## ASSIGNMENT:
Check each line of the data for "json" and select those that have it.

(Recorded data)
%%

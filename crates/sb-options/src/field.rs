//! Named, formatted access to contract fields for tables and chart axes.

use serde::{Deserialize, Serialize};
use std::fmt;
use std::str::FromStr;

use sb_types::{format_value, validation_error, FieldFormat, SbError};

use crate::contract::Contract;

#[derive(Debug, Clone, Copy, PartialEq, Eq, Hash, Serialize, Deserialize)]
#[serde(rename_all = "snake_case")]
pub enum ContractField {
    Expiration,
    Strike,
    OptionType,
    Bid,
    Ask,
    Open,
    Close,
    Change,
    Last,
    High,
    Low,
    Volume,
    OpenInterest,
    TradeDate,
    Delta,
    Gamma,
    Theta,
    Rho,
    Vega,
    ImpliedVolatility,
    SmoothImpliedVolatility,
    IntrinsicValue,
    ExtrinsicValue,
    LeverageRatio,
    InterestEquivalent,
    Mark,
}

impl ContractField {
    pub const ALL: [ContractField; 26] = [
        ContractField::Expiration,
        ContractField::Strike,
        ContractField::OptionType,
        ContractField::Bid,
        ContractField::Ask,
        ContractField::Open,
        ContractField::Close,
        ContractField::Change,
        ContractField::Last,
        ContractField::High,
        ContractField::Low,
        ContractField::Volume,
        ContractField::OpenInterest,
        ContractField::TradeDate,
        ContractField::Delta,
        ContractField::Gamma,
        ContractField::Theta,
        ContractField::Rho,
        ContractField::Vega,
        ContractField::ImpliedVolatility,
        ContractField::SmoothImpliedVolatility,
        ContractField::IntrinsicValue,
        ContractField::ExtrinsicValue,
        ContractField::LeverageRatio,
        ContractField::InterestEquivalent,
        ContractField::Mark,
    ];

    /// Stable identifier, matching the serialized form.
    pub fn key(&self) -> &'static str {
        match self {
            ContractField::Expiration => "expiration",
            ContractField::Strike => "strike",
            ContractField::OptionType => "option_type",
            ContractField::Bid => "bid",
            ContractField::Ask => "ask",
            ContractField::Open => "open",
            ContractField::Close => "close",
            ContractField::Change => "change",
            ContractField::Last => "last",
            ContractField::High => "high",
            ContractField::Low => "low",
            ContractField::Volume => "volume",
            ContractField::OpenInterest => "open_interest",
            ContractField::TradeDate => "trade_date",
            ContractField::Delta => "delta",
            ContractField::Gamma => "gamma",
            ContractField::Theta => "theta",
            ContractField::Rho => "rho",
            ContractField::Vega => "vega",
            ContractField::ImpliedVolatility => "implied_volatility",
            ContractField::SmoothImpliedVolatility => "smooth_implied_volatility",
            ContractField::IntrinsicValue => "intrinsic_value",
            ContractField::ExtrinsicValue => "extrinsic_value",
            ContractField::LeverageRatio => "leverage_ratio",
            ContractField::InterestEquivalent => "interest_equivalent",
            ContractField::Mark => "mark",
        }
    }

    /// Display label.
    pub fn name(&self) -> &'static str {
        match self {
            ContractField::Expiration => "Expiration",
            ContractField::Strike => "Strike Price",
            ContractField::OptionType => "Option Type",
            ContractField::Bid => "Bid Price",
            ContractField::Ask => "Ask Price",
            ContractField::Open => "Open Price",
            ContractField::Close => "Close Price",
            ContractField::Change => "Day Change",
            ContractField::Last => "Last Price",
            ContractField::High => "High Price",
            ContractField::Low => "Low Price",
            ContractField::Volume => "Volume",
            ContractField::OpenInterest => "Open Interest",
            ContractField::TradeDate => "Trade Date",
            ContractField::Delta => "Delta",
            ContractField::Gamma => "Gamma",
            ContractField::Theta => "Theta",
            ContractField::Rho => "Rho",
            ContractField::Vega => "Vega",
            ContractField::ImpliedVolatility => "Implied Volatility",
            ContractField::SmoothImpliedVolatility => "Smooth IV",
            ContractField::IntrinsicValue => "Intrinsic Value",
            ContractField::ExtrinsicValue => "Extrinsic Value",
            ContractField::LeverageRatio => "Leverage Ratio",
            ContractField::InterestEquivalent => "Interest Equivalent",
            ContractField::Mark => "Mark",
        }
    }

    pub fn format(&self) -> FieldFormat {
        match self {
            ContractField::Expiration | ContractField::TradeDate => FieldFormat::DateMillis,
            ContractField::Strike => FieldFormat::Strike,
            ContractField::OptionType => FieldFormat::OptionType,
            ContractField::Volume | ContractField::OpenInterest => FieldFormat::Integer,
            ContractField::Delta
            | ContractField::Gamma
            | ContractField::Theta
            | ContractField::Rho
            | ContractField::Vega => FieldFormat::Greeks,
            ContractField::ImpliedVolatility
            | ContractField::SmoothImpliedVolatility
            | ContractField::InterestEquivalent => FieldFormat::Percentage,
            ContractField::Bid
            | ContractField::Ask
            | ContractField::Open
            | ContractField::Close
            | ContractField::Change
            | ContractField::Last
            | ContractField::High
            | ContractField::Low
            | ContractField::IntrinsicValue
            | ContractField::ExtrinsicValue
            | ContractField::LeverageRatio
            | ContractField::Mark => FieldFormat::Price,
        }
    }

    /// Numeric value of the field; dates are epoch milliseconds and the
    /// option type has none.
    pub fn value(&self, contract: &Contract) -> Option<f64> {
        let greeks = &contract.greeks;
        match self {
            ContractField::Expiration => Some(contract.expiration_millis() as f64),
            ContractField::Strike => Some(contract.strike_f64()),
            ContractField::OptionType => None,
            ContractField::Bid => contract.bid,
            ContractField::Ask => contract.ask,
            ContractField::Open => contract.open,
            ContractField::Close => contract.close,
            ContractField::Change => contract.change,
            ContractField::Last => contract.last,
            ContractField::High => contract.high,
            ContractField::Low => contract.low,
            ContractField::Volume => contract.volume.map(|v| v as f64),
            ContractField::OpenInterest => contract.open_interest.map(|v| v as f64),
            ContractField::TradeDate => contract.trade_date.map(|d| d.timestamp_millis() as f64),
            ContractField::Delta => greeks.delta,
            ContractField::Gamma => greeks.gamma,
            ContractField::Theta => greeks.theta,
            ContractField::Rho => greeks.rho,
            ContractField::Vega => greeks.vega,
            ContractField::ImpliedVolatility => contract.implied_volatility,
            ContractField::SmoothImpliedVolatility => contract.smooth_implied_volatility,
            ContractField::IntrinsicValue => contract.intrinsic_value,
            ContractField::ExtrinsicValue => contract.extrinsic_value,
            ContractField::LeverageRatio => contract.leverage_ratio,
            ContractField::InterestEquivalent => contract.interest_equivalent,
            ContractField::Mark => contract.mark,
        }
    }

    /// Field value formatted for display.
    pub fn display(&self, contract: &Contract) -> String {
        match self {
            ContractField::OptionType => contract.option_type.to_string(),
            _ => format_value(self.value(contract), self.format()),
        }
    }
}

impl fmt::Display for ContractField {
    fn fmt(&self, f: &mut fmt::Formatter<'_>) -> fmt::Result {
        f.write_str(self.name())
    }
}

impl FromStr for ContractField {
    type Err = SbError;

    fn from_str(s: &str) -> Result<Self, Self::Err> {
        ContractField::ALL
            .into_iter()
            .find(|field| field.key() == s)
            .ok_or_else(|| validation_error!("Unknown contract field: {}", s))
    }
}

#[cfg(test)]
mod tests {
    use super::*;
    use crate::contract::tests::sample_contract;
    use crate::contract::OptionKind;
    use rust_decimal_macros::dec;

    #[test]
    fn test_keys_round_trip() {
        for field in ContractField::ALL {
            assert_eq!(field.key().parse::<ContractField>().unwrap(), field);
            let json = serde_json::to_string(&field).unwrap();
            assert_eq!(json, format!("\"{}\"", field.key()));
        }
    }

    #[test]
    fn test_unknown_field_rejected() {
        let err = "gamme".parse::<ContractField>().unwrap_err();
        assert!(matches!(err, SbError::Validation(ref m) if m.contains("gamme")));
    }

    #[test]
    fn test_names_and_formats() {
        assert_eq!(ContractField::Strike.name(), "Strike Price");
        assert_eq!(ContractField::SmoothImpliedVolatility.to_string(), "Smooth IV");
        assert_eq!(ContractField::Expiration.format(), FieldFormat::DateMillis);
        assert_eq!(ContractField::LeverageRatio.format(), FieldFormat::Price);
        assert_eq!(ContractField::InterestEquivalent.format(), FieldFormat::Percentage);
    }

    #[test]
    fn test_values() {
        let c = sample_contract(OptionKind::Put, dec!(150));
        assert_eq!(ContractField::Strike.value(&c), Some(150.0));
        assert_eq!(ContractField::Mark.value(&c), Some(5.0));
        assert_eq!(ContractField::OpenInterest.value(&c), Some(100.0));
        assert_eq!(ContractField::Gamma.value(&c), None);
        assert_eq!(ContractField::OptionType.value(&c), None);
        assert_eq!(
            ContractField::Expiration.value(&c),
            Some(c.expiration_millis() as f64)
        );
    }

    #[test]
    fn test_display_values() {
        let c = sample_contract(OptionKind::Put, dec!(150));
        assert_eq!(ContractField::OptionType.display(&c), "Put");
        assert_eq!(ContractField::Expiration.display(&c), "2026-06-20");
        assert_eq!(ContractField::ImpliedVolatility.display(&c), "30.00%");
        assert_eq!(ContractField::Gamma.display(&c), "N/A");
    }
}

%%

## FINAL ANSWER:
            let json = serde_json::to_string(&field).unwrap();
            assert_eq!(json, format!("\"{}\"", field.key()));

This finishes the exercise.